* Exercise materials
#[cfg(test)]
mod tests {
    use super::*;
    use std::sync::Barrier;
    use std::thread;
    use tempfile::TempDir;

    #[test]
    fn create_then_read_back() {
        let store = SqliteChatStore::in_memory().unwrap();
        let created = store.create_session(1, "s1").unwrap();

        assert_eq!(created.session_id, "s1");
        assert_eq!(created.state(), SessionState::Active);
        assert_eq!(created.started_date.len(), 10);
        assert!(created.user_timezone.starts_with('+') || created.user_timezone.starts_with('-'));

        assert_eq!(store.get_session("s1").unwrap(), Some(created.clone()));
        assert_eq!(store.get_user_session(1, "s1").unwrap(), Some(created));
        assert!(store.get_user_session(2, "s1").unwrap().is_none());
        assert!(store.get_session("other").unwrap().is_none());
    }

    #[test]
    fn duplicate_session_id_is_rejected() {
        let store = SqliteChatStore::in_memory().unwrap();
        store.create_session(1, "s1").unwrap();
        assert!(store.create_session(2, "s1").is_err());
    }

    #[test]
    fn latest_open_session_skips_archived_and_other_users() {
        let store = SqliteChatStore::in_memory().unwrap();
        store.create_session(1, "old").unwrap();
        store.create_session(1, "new").unwrap();
        store.create_session(2, "foreign").unwrap();

        assert_eq!(
            store.latest_open_session(1).unwrap().unwrap().session_id,
            "new"
        );

        store.archive(1, "new").unwrap();
        assert_eq!(
            store.latest_open_session(1).unwrap().unwrap().session_id,
            "old"
        );

        store.archive(1, "old").unwrap();
        assert!(store.latest_open_session(1).unwrap().is_none());
    }

    #[test]
    fn gate_reactivates_finished_session() {
        let store = SqliteChatStore::in_memory().unwrap();
        store.create_session(1, "s1").unwrap();
        store.finalize_if_active(1, "s1").unwrap();

        match store.reactivate_for_message(1, "s1").unwrap() {
            MessageGate::Reactivated(session) => assert!(session.finished_at.is_none()),
            other => panic!("unexpected gate {:?}", other),
        }
        let stored = store.get_session("s1").unwrap().unwrap();
        assert_eq!(stored.state(), SessionState::Active);

        assert!(matches!(
            store.reactivate_for_message(1, "s1").unwrap(),
            MessageGate::Active(_)
        ));
    }

    #[test]
    fn gate_leaves_archived_session_untouched() {
        let store = SqliteChatStore::in_memory().unwrap();
        store.create_session(1, "s1").unwrap();
        store.archive(1, "s1").unwrap();
        let before = store.get_session("s1").unwrap().unwrap();

        assert_eq!(
            store.reactivate_for_message(1, "s1").unwrap(),
            MessageGate::Archived
        );
        assert_eq!(store.get_session("s1").unwrap().unwrap(), before);
    }

    #[test]
    fn gate_reports_missing_for_foreign_session() {
        let store = SqliteChatStore::in_memory().unwrap();
        store.create_session(1, "s1").unwrap();
        assert_eq!(
            store.reactivate_for_message(2, "s1").unwrap(),
            MessageGate::Missing
        );
    }

    #[test]
    fn finalize_is_idempotent() {
        let store = SqliteChatStore::in_memory().unwrap();
        store.create_session(1, "s1").unwrap();

        assert_eq!(
            store.finalize_if_active(1, "s1").unwrap(),
            FinalizeOutcome::Finalized
        );
        let finished_at = store.get_session("s1").unwrap().unwrap().finished_at;
        assert!(finished_at.is_some());

        assert_eq!(
            store.finalize_if_active(1, "s1").unwrap(),
            FinalizeOutcome::AlreadyFinished
        );
        assert_eq!(
            store.get_session("s1").unwrap().unwrap().finished_at,
            finished_at
        );

        store.archive(1, "s1").unwrap();
        assert_eq!(
            store.finalize_if_active(1, "s1").unwrap(),
            FinalizeOutcome::AlreadyArchived
        );
    }

    #[test]
    fn finalize_missing_session_is_error() {
        let store = SqliteChatStore::in_memory().unwrap();
        assert!(store.finalize_if_active(1, "nope").is_err());
    }

    #[test]
    fn archive_finishes_and_records_duration() {
        let store = SqliteChatStore::in_memory().unwrap();
        store.create_session(1, "s1").unwrap();
        store.set_timestamps("s1", 1_000, Some(1_600)).unwrap();

        let ArchiveOutcome::Archived(archived) = store.archive(1, "s1").unwrap() else {
            panic!("expected archive");
        };
        assert_eq!(archived.state(), SessionState::Archived);
        assert_eq!(archived.finished_at, Some(1_600));
        assert_eq!(archived.chat_duration, Some(600));

        assert!(matches!(
            store.archive(1, "s1").unwrap(),
            ArchiveOutcome::AlreadyArchived(_)
        ));
        assert_eq!(store.archive(1, "nope").unwrap(), ArchiveOutcome::Missing);
    }

    #[test]
    fn archive_of_active_session_sets_finished_at() {
        let store = SqliteChatStore::in_memory().unwrap();
        store.create_session(1, "s1").unwrap();

        let ArchiveOutcome::Archived(archived) = store.archive(1, "s1").unwrap() else {
            panic!("expected archive");
        };
        assert!(archived.finished_at.is_some());
        assert!(archived.archived_at.is_some());
        assert!(archived.chat_duration.unwrap() >= 0);
    }

    #[test]
    fn history_round_trips_in_order() {
        let store = SqliteChatStore::in_memory().unwrap();
        store.create_session(1, "s1").unwrap();

        let mut reply = ChatMessage::assistant("s1", "m2", "hello back");
        reply
            .metadata
            .insert("model".to_string(), Value::String("test".to_string()));
        store
            .append_history("s1", &[ChatMessage::user("s1", "m1", "hello"), reply.clone()])
            .unwrap();
        store
            .append_history("s1", &[ChatMessage::user("s1", "m3", "again")])
            .unwrap();

        let history = store.history("s1").unwrap();
        let ids: Vec<_> = history.iter().map(|m| m.id.as_str()).collect();
        assert_eq!(ids, vec!["m1", "m2", "m3"]);
        assert_eq!(history[1], reply);
        assert!(store.history("other").unwrap().is_empty());
    }

    #[test]
    fn history_for_unknown_session_is_rejected() {
        let store = SqliteChatStore::in_memory().unwrap();
        assert!(store
            .append_history("nope", &[ChatMessage::user("nope", "m1", "hi")])
            .is_err());
    }

    #[test]
    fn message_and_finalizer_race_never_loses_an_update() {
        let dir = TempDir::new().unwrap();
        let path = dir.path().join("chat.db");
        let setup = SqliteChatStore::new(&path).unwrap();
        setup.create_session(1, "s1").unwrap();

        for _ in 0..20 {
            setup.set_timestamps("s1", 0, None).unwrap();

            let barrier = Arc::new(Barrier::new(2));
            let message = {
                let barrier = barrier.clone();
                let store = SqliteChatStore::new(&path).unwrap();
                thread::spawn(move || {
                    barrier.wait();
                    store.reactivate_for_message(1, "s1").unwrap()
                })
            };
            let finalizer = {
                let barrier = barrier.clone();
                let store = SqliteChatStore::new(&path).unwrap();
                thread::spawn(move || {
                    barrier.wait();
                    store.finalize_if_active(1, "s1").unwrap()
                })
            };
            let gate = message.join().unwrap();
            assert_eq!(finalizer.join().unwrap(), FinalizeOutcome::Finalized);

            // Whichever ran last decides the final state.
            let state = setup.get_session("s1").unwrap().unwrap().state();
            match gate {
                MessageGate::Active(_) => assert_eq!(state, SessionState::Finished),
                MessageGate::Reactivated(_) => assert_eq!(state, SessionState::Active),
                other => panic!("unexpected gate {:?}", other),
            }
        }
    }
}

* Task instructions
What lines of the material above hold the string "unexpected"? Please copy them.

* Reply
            other => panic!("unexpected gate {:?}", other),
                other => panic!("unexpected gate {:?}", other),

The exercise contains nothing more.